%%

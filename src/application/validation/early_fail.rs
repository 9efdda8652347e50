//! Early-fail validator.
//!
//! A fixed, ordered battery of nine checks, cheap to expensive, each
//! fail-fast: the first rejection ends the run before any worker or task row
//! exists. Every rejection carries a closed-enum reason, the identity of the
//! failing step, a user-actionable suggestion, and metadata.

use crate::config::defaults::ValidatorDefaults;
use crate::domain::candle::Symbol;
use crate::domain::errors::{FailReason, ValidationFailure};
use crate::domain::timeframe::Timeframe;
use crate::infrastructure::persistence::{
    analysis_repository, database, ledger_repository, AnalysisRepository, LedgerRepository,
};
use crate::infrastructure::providers::{MarketDataProvider, MarketInfo};
use crate::infrastructure::resources;
use anyhow::Result;
use async_trait::async_trait;
use chrono::{Duration, Utc};
use serde_json::json;
use std::sync::Arc;
use tracing::{info, warn};

/// Deployment-specific rule slotted in as check 9.
#[async_trait]
pub trait CustomRule: Send + Sync {
    fn name(&self) -> &str;
    /// `Err(message)` rejects the symbol.
    async fn check(&self, symbol: &Symbol) -> Result<(), String>;
}

#[derive(Debug)]
pub enum Verdict {
    Pass,
    Fail(ValidationFailure),
}

impl Verdict {
    pub fn is_pass(&self) -> bool {
        matches!(self, Verdict::Pass)
    }
}

pub struct EarlyFailValidator {
    provider: Arc<dyn MarketDataProvider>,
    ledger: LedgerRepository,
    analysis: AnalysisRepository,
    config: ValidatorDefaults,
    custom_rules: Vec<Box<dyn CustomRule>>,
}

impl EarlyFailValidator {
    pub fn new(
        provider: Arc<dyn MarketDataProvider>,
        ledger: LedgerRepository,
        analysis: AnalysisRepository,
        config: ValidatorDefaults,
    ) -> Self {
        Self {
            provider,
            ledger,
            analysis,
            config,
            custom_rules: Vec::new(),
        }
    }

    pub fn with_custom_rules(mut self, rules: Vec<Box<dyn CustomRule>>) -> Self {
        self.custom_rules = rules;
        self
    }

    /// Runs the whole battery under the total budget. A budget overrun
    /// surfaces as `api_timeout` on the step that was in flight.
    pub async fn validate(&self, symbol: &Symbol) -> Result<Verdict> {
        let budget = std::time::Duration::from_secs(self.config.total_budget_secs);
        match tokio::time::timeout(budget, self.run_checks(symbol)).await {
            Ok(verdict) => verdict,
            Err(_) => Ok(Verdict::Fail(
                ValidationFailure::new(FailReason::ApiTimeout, "total_budget").with_metadata(
                    json!({ "budget_secs": self.config.total_budget_secs }),
                ),
            )),
        }
    }

    async fn run_checks(&self, symbol: &Symbol) -> Result<Verdict> {
        let check_timeout = std::time::Duration::from_secs(self.config.check_timeout_secs);
        let probe_timeout = std::time::Duration::from_secs(self.config.data_probe_timeout_secs);

        // 1. Symbol existence via exchange metadata.
        let market_info =
            match tokio::time::timeout(check_timeout, self.provider.get_market_info(symbol)).await
            {
                Err(_) => return fail(FailReason::ApiTimeout, "symbol_existence", None),
                Ok(Err(e)) => {
                    return fail(
                        FailReason::SymbolNotFound,
                        "symbol_existence",
                        Some(json!({ "error": e.to_string() })),
                    );
                }
                Ok(Ok(info)) => info,
            };

        // 2. Exchange supported.
        let exchange = self.provider.name();
        if !self
            .config
            .allowed_exchanges
            .iter()
            .any(|allowed| allowed == exchange)
        {
            return fail(
                FailReason::ExchangeNotSupported,
                "exchange_supported",
                Some(json!({ "exchange": exchange, "allowed": self.config.allowed_exchanges })),
            );
        }

        // 3. Both databases reachable with the required tables present.
        if let Some(failure) = self.check_databases().await {
            return Ok(Verdict::Fail(failure));
        }

        // 4. Connection round-trip.
        let now = Utc::now();
        match tokio::time::timeout(
            check_timeout,
            self.provider
                .get_ohlcv(symbol, Timeframe::OneHour, now - Duration::hours(3), now),
        )
        .await
        {
            Err(_) => return fail(FailReason::ApiTimeout, "connection_round_trip", None),
            Ok(Err(e)) => {
                return fail(
                    FailReason::ApiTimeout,
                    "connection_round_trip",
                    Some(json!({ "error": e.to_string() })),
                );
            }
            Ok(Ok(_)) => {}
        }

        // 5. Instrument currently tradable.
        if let Some(failure) = check_tradable(&market_info) {
            return Ok(Verdict::Fail(failure));
        }

        // 6. Host resources.
        let snapshot = tokio::task::spawn_blocking(resources::probe).await?;
        if !snapshot.within(
            self.config.max_cpu_pct,
            self.config.max_memory_pct,
            self.config.min_free_disk_gib,
        ) {
            return fail(
                FailReason::InsufficientResources,
                "host_resources",
                Some(json!({
                    "cpu_pct": snapshot.cpu_pct,
                    "memory_pct": snapshot.memory_pct,
                    "free_disk_gib": snapshot.free_disk_gib,
                })),
            );
        }

        // 7. Recent-sample data quality: 1h completeness over the last 30 days.
        let probe = tokio::time::timeout(
            probe_timeout,
            self.provider
                .get_ohlcv(symbol, Timeframe::OneHour, now - Duration::days(30), now),
        )
        .await;
        let recent = match probe {
            Err(_) => return fail(FailReason::ApiTimeout, "data_quality_probe", None),
            Ok(Err(e)) => {
                return fail(
                    FailReason::ApiTimeout,
                    "data_quality_probe",
                    Some(json!({ "error": e.to_string() })),
                );
            }
            Ok(Ok(candles)) => candles,
        };
        let expected = 30 * 24;
        let completeness_pct = completeness_pct(recent.len(), expected);
        if !completeness_ok(completeness_pct, self.config.min_completeness_pct) {
            return fail(
                FailReason::InsufficientDataQuality,
                "data_quality",
                Some(json!({
                    "completeness_pct": completeness_pct,
                    "required_pct": self.config.min_completeness_pct,
                })),
            );
        }

        // 8. Historical reach: a candle must exist at now - required_days.
        let required_start = now - Duration::days(self.config.required_history_days);
        let reach = tokio::time::timeout(
            probe_timeout,
            self.provider.get_ohlcv(
                symbol,
                Timeframe::OneHour,
                required_start - Duration::days(1),
                required_start + Duration::days(1),
            ),
        )
        .await;
        let old_candles = match reach {
            Err(_) => return fail(FailReason::ApiTimeout, "historical_reach", None),
            Ok(Err(e)) => {
                return fail(
                    FailReason::ApiTimeout,
                    "historical_reach",
                    Some(json!({ "error": e.to_string() })),
                );
            }
            Ok(Ok(candles)) => candles,
        };
        if old_candles.is_empty() {
            return fail(
                FailReason::InsufficientHistoricalData,
                "historical_reach",
                Some(json!({ "required_days": self.config.required_history_days })),
            );
        }

        // 9. Custom rules, in registration order.
        for rule in &self.custom_rules {
            if let Err(message) = rule.check(symbol).await {
                warn!("Custom rule '{}' rejected {}: {}", rule.name(), symbol, message);
                return fail(
                    FailReason::CustomRuleViolation,
                    "custom_rules",
                    Some(json!({ "rule": rule.name(), "message": message })),
                );
            }
        }

        info!("Early-fail validation passed for {}", symbol);
        Ok(Verdict::Pass)
    }

    async fn check_databases(&self) -> Option<ValidationFailure> {
        let db_timeout = std::time::Duration::from_secs(1);
        let ledger_ok = tokio::time::timeout(
            db_timeout,
            database::has_tables(self.ledger.pool(), &ledger_repository::REQUIRED_TABLES),
        )
        .await;
        let analysis_ok = tokio::time::timeout(
            db_timeout,
            database::has_tables(self.analysis.pool(), &analysis_repository::REQUIRED_TABLES),
        )
        .await;

        let describe = |r: &std::result::Result<Result<bool>, tokio::time::error::Elapsed>| {
            match r {
                Err(_) => Some("timeout".to_string()),
                Ok(Err(e)) => Some(e.to_string()),
                Ok(Ok(false)) => Some("missing tables".to_string()),
                Ok(Ok(true)) => None,
            }
        };

        let ledger_err = describe(&ledger_ok);
        let analysis_err = describe(&analysis_ok);
        if ledger_err.is_some() || analysis_err.is_some() {
            return Some(
                ValidationFailure::new(FailReason::DatabaseConnectionFailed, "databases")
                    .with_metadata(json!({
                        "ledger": ledger_err,
                        "analysis": analysis_err,
                    })),
            );
        }
        None
    }
}

fn check_tradable(info: &MarketInfo) -> Option<ValidationFailure> {
    if !info.is_active {
        return Some(
            ValidationFailure::new(FailReason::SymbolNotTradable, "tradable")
                .with_metadata(json!({ "native_symbol": info.native_symbol })),
        );
    }
    if info.volume_24h <= 0.0 {
        return Some(
            ValidationFailure::new(FailReason::InsufficientLiquidity, "tradable")
                .with_metadata(json!({ "volume_24h": info.volume_24h })),
        );
    }
    None
}

fn completeness_pct(rows: usize, expected: usize) -> f64 {
    if expected == 0 {
        0.0
    } else {
        rows as f64 / expected as f64 * 100.0
    }
}

/// Exactly the required percentage passes; anything below fails.
fn completeness_ok(pct: f64, required_pct: f64) -> bool {
    pct >= required_pct
}

fn fail(
    reason: FailReason,
    step: &str,
    metadata: Option<serde_json::Value>,
) -> Result<Verdict> {
    let mut failure = ValidationFailure::new(reason, step);
    if let Some(metadata) = metadata {
        failure = failure.with_metadata(metadata);
    }
    Ok(Verdict::Fail(failure))
}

%%

**Exercise objective**. Quote exactly the opening line of the material above and every line after it, up to and including the line that contains "#[async_trait]".

**Exercise solution**.
filename src/application/validation/early_fail.rs
repository 9efdda8652347e50
//! Early-fail validator.
//!
//! A fixed, ordered battery of nine checks, cheap to expensive, each
//! fail-fast: the first rejection ends the run before any worker or task row
//! exists. Every rejection carries a closed-enum reason, the identity of the
//! failing step, a user-actionable suggestion, and metadata.

use crate::config::defaults::ValidatorDefaults;
use crate::domain::candle::Symbol;
use crate::domain::errors::{FailReason, ValidationFailure};
use crate::domain::timeframe::Timeframe;
use crate::infrastructure::persistence::{
    analysis_repository, database, ledger_repository, AnalysisRepository, LedgerRepository,
};
use crate::infrastructure::providers::{MarketDataProvider, MarketInfo};
use crate::infrastructure::resources;
use anyhow::Result;
use async_trait::async_trait;
use chrono::{Duration, Utc};
use serde_json::json;
use std::sync::Arc;
use tracing::{info, warn};

/// Deployment-specific rule slotted in as check 9.
#[async_trait]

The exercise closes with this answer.